Много говорить о Бродском здесь бессмысленно — о нем написана уже целая гора литературы, в частности прекрасная книга Льва Лосева в серии ЖЗЛ. Могу лишь добавить некоторые впечатления о Бродском тех лет. Судьба свела нас на некоторое время в одной школе на Моховой улице, как раз напротив журнала «Звезда». Конечно, я бы не вспомнил его — школьника, если бы в шестидесятые годы он не стал так известен и знаменит. И я вдруг вспомнил — солнечный угол школьного коридора, и рыжий веснушчатый мальчик что-то весело, слегка картаво, кричит, бурно жестикулируя.

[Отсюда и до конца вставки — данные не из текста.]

use actix_web::{HttpResponse, http::header::ContentType, web};
use sqlx::SqlitePool;
use tracing::debug;

use crate::{error::AppError, model::punch_card::to_views, store, views};

/// Admin log page
#[utoipa::path(
    get,
    path = "/admin",
    responses(
        (status = 200, description = "Every punch record, newest first", body = String, content_type = "text/html"),
        (status = 500, description = "Internal server error")
    ),
    tag = "Admin"
)]
pub async fn admin(pool: web::Data<SqlitePool>) -> Result<HttpResponse, AppError> {
    let rows = {
        let mut conn = pool.acquire().await?;
        store::list_all(&mut conn).await?
    };

    let records = to_views(rows);
    debug!(count = records.len(), "Rendering admin log");

    Ok(HttpResponse::Ok()
        .content_type(ContentType::html())
        .body(views::render_admin(&records)))
}
//! Persistence for `punch_cards`.
//!
//! Every function takes a connection the caller acquired for the current
//! request, so the handle is released when the request is done with it.

use chrono::Local;
use sqlx::SqliteConnection;

use crate::model::punch_card::PunchCard;

pub const TIMESTAMP_FORMAT: &str = "%Y-%m-%d %H:%M:%S";

/// Current local wall-clock time, e.g. `2024-04-01 09:00:00`.
pub fn now_stamp() -> String {
    Local::now().format(TIMESTAMP_FORMAT).to_string()
}

/// Inserts a new open shift and returns its id.
pub async fn open_shift(
    conn: &mut SqliteConnection,
    employee_name: &str,
) -> Result<i64, sqlx::Error> {
    let result = sqlx::query(
        r#"
        INSERT INTO punch_cards (employee_name, check_in_time)
        VALUES (?, ?)
        "#,
    )
    .bind(employee_name)
    .bind(now_stamp())
    .execute(&mut *conn)
    .await?;

    Ok(result.last_insert_rowid())
}

/// Closes the employee's highest-id open shift.
///
/// Finding and updating the row happen in one statement, so two concurrent
/// check-outs cannot both close the same shift. Returns `false` when the
/// employee has nothing open.
pub async fn close_latest_open_shift(
    conn: &mut SqliteConnection,
    employee_name: &str,
) -> Result<bool, sqlx::Error> {
    let result = sqlx::query(
        r#"
        UPDATE punch_cards
        SET check_out_time = ?
        WHERE id = (
            SELECT id FROM punch_cards
            WHERE employee_name = ?
            AND check_out_time IS NULL
            ORDER BY id DESC
            LIMIT 1
        )
        "#,
    )
    .bind(now_stamp())
    .bind(employee_name)
    .execute(&mut *conn)
    .await?;

    Ok(result.rows_affected() > 0)
}

/// Every record, newest first.
pub async fn list_all(conn: &mut SqliteConnection) -> Result<Vec<PunchCard>, sqlx::Error> {
    sqlx::query_as::<_, PunchCard>(
        r#"
        SELECT id, employee_name, check_in_time, check_out_time
        FROM punch_cards
        ORDER BY id DESC
        "#,
    )
    .fetch_all(&mut *conn)
    .await
}
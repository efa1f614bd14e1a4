use crate::api::punch::PunchForm;
use crate::model::punch_card::PunchCardView;
use utoipa::OpenApi;

#[derive(OpenApi)]
#[openapi(
    info(
        title = "Punch Clock API",
        version = "0.1.0",
        description = r#"
## Employee punch clock

Employees record check-in and check-out from a phone-sized form; an
administrator reads the full log in the browser.

### Endpoints
- **GET /** punch form
- **POST /punch** `employee_name` + `action` (`check_in` | `check_out`), answers 302 to `/`
- **GET /admin** every punch record, newest first
- **GET /health** liveness probe

A check-out closes the employee's most recent open shift. A check-out with
nothing open, or an unrecognized action, is accepted and changes nothing.

---
Built with **Rust**, **Actix Web**, **SQLx** (SQLite), and **Utoipa**.
"#,
    ),
    paths(
        crate::api::punch::index,
        crate::api::punch::punch,
        crate::api::admin::admin,
        crate::api::health::health
    ),
    components(
        schemas(
            PunchForm,
            PunchCardView
        )
    ),
    tags(
        (name = "Punch", description = "Employee check-in / check-out"),
        (name = "Admin", description = "Punch record log"),
        (name = "Health", description = "Service health"),
    )
)]
pub struct ApiDoc;
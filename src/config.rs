use std::env;
use std::str::FromStr;

use anyhow::{Context, Result};
use dotenvy::dotenv;

/// The punch limiter is opt-in; many clients can share one peer IP behind a proxy.
pub const DEFAULT_RATE_PUNCH_PER_MIN: u32 = 0;

#[derive(Clone, Debug)]
pub struct Config {
    pub host: String,
    pub port: u16,
    pub database_url: String,
    pub db_max_connections: u32,

    // Rate limiting, 0 disables it
    pub rate_punch_per_min: u32,

    pub log_dir: String,
    pub log_level: String,
}

impl Config {
    pub fn from_env() -> Result<Self> {
        dotenv().ok();

        Ok(Self {
            host: env::var("HOST").unwrap_or_else(|_| "0.0.0.0".to_string()),
            port: parse_var("PORT", 5000)?,
            database_url: env::var("DATABASE_URL")
                .unwrap_or_else(|_| "sqlite://database.db".to_string()),
            db_max_connections: parse_var("DB_MAX_CONNECTIONS", 5)?,
            rate_punch_per_min: parse_var("RATE_PUNCH_PER_MIN", DEFAULT_RATE_PUNCH_PER_MIN)?,
            log_dir: env::var("LOG_DIR").unwrap_or_else(|_| "logs".to_string()),
            log_level: env::var("LOG_LEVEL").unwrap_or_else(|_| "info".to_string()),
        })
    }

    pub fn server_addr(&self) -> String {
        format!("{}:{}", self.host, self.port)
    }
}

fn parse_var<T>(key: &str, default: T) -> Result<T>
where
    T: FromStr,
    T::Err: std::error::Error + Send + Sync + 'static,
{
    match env::var(key) {
        Ok(raw) => raw
            .trim()
            .parse()
            .with_context(|| format!("{key} must be a number, got {raw:?}")),
        Err(_) => Ok(default),
    }
}

#[cfg(test)]
impl Config {
    /// In-memory database, limiter off.
    pub fn for_tests() -> Self {
        Self {
            host: "127.0.0.1".to_string(),
            port: 0,
            database_url: "sqlite::memory:".to_string(),
            db_max_connections: 1,
            rate_punch_per_min: 0,
            log_dir: "logs".to_string(),
            log_level: "debug".to_string(),
        }
    }
}
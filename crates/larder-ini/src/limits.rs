//! Length limits applied to parsed sections, keys and values.

use crate::error::IniError;

/// Per-field length limits, in bytes.
///
/// Text longer than a limit is truncated (at a character boundary at or
/// below the limit) and parsing continues.
#[derive(Clone, Copy, Debug, PartialEq, Eq)]
pub struct IniLimits {
    /// Longest section name delivered.
    pub max_section: usize,
    /// Longest key delivered.
    pub max_key: usize,
    /// Longest value delivered.
    pub max_value: usize,
}

impl IniLimits {
    /// Default section name limit.
    pub const DEFAULT_MAX_SECTION: usize = 64;
    /// Default key limit.
    pub const DEFAULT_MAX_KEY: usize = Self::DEFAULT_MAX_SECTION;
    /// Default value limit.
    pub const DEFAULT_MAX_VALUE: usize = Self::DEFAULT_MAX_KEY * 16;

    /// Limits with every field unbounded.
    pub fn unbounded() -> Self {
        Self {
            max_section: usize::MAX,
            max_key: usize::MAX,
            max_value: usize::MAX,
        }
    }

    /// Check that every limit is at least one byte.
    pub fn validate(&self) -> Result<(), IniError> {
        for (name, limit) in [
            ("max_section", self.max_section),
            ("max_key", self.max_key),
            ("max_value", self.max_value),
        ] {
            if limit == 0 {
                return Err(IniError::InvalidLimits {
                    reason: format!("{name} must be at least 1"),
                });
            }
        }
        Ok(())
    }
}

impl Default for IniLimits {
    fn default() -> Self {
        Self {
            max_section: Self::DEFAULT_MAX_SECTION,
            max_key: Self::DEFAULT_MAX_KEY,
            max_value: Self::DEFAULT_MAX_VALUE,
        }
    }
}

#[cfg(test)]
mod tests {
    use super::*;

    #[test]
    fn defaults() {
        let limits = IniLimits::default();
        assert_eq!(limits.max_section, 64);
        assert_eq!(limits.max_key, 64);
        assert_eq!(limits.max_value, 1024);
        assert!(limits.validate().is_ok());
        assert!(IniLimits::unbounded().validate().is_ok());
    }

    #[test]
    fn zero_limit_rejected() {
        let limits = IniLimits {
            max_key: 0,
            ..IniLimits::default()
        };
        match limits.validate() {
            Err(IniError::InvalidLimits { reason }) => assert!(reason.contains("max_key")),
            other => panic!("expected InvalidLimits, got {other:?}"),
        }
    }
}
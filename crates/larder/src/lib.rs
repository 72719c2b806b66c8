//! Larder: a chunked, no-move array plus a few small text utilities.
//!
//! This is the top-level facade crate that re-exports the public API from
//! all Larder sub-crates. For most users, adding `larder` as a single
//! dependency is sufficient.
//!
//! # Quick start
//!
//! ```rust
//! use larder::prelude::*;
//!
//! let mut array = ChunkedArray::new();
//! for word in ["alpha", "beta", "gamma"] {
//!     array.push(word)?;
//! }
//! let first: *const &str = array.get(0)?.unwrap();
//! for _ in 0..1000 {
//!     array.push("filler")?;
//! }
//! // Growth links new chunks; it never moves old elements.
//! assert!(std::ptr::eq(first, array.get(0)?.unwrap()));
//!
//! let text = encode_to_string(b"larder", Alphabet::UrlSafe);
//! assert_eq!(decode_to_vec(text.as_bytes(), Alphabet::UrlSafe).unwrap(), b"larder");
//! # Ok::<(), VlistError>(())
//! ```
//!
//! # Modules
//!
//! | Module | Sub-crate | Contents |
//! |--------|-----------|----------|
//! | [`vlist`] | `larder-vlist` | `ChunkedArray`, growth policy, allocator hook |
//! | [`base64`] | `larder-base64` | Streaming base64 and base64url codec |
//! | [`ini`] | `larder-ini` | Lenient INI parser and document view |
//! | [`io`] | `larder-io` | Draining non-seekable streams into memory |

#![deny(missing_docs)]
#![deny(rustdoc::broken_intra_doc_links)]
#![forbid(unsafe_code)]

/// Chunked arrays that never move stored elements (`larder-vlist`).
///
/// [`vlist::ChunkedArray`] is the container; [`vlist::VlistConfig`] and
/// [`vlist::Allocator`] customise how it grows.
pub use larder_vlist as vlist;

/// Base64 encoding and decoding (`larder-base64`).
pub use larder_base64 as base64;

/// Lenient INI parsing (`larder-ini`).
///
/// Stream entries with [`ini::parse_ini`] or collect them into an
/// [`ini::IniDocument`].
pub use larder_ini as ini;

/// Stream helpers (`larder-io`).
pub use larder_io as io;

/// Common imports for typical Larder usage.
///
/// ```rust
/// use larder::prelude::*;
/// ```
pub mod prelude {
    // Arrays
    pub use larder_vlist::{Allocator, ChunkedArray, Global, VlistConfig, VlistError};

    // Codecs
    pub use larder_base64::{
        decode_stream, decode_to_vec, encode_stream, encode_to_string, Alphabet, Base64Error,
    };
    pub use larder_ini::{parse_ini, IniDocument, IniError, IniLimits, IniSummary};

    // I/O
    pub use larder_io::read_all;
}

Потом я увидел его уже в славе. Бродский был тогда слегка невнятен, читал стихи громко, нараспев, и притом как бы смущенно-неразборчиво. Его веснушчатые щеки часто покрывались румянцем смущения, которое тут же вытеснялось высокомерием и агрессией. В его стихах (мне попалась копия на полупрозрачной оберточной бумаге) явно шевелилось что-то могучее, но обращенное не к тебе, а куда-то мимо, в какие-то горние выси. Он и сам уже пребывал там. Образ нобелевского лауреата был уже, в общем, готов. Свое место на вершине Олимпа он подчеркивал постоянно и определенно (хотя совсем уж безусловных доказательств его будущей победы пока не было). Но стоит лишь вспомнить его манеру разговаривать! Например, он хотел что-то сказать о ком-то, но при этом ну никак не мог вспомнить имя этого бедолаги! «Этот… — он мучительно морщился, щелкал пальцами. — Он еще так смешно одет… Ну?» Предполагалось, что все, кто сейчас рядом, должны услужливо кинуться к нему, стараясь угадать, о ком речь, подряд называя фамилии. Так и выходило. «Да нет же!» — Бродский отмахивался. Что за бестолковый народ — ну ни в чем нельзя положиться! «Ну этот… человек!» Когда он говорил о ком-то «человек», это было, конечно, слегка унизительно, но не совсем еще безнадежно. Чаще он говорил: «Этот… господин!», что звучало уже вполне уничижительно. А порой он произносил: «Этот… товарищ!» И тут уже было абсолютно ясно, что ниже этого «товарища» уже нет никого.
Потом те бывшие ленинградские знакомые, кто оказался с Бродским в Америке и в той или иной степени зависел от него, порой с иронией, а чаще с отчаянием отмечали его гениальность еще и в карьерных делах, его умение рассаживать людей у себя за столом «сверху вниз», по признаку их знаменитости и полезности. Рядом с ним непременно сидел бывший нобелевский лауреат, чуть ниже — будущий нобелевский лауреат, далее, по степени убывания, прочие знаменитости и влиятельные люди. Наши, считавшие себя ленинградскими корешами «Оси», вдруг неожиданно обнаруживали себя в самом дальнем конце стола, если не за его пределами. Известно, как «осадил» Ося поначалу гораздо более знаменитого, чем он, всеобщего любимца Василия Аксенова, представив его в мировых литературных кругах как второсортного писателя. Аксенов от этого удара так и не оправился — и единственное место, выделенное на западном Олимпе для пришельца из России, прочно и навсегда занял Бродский.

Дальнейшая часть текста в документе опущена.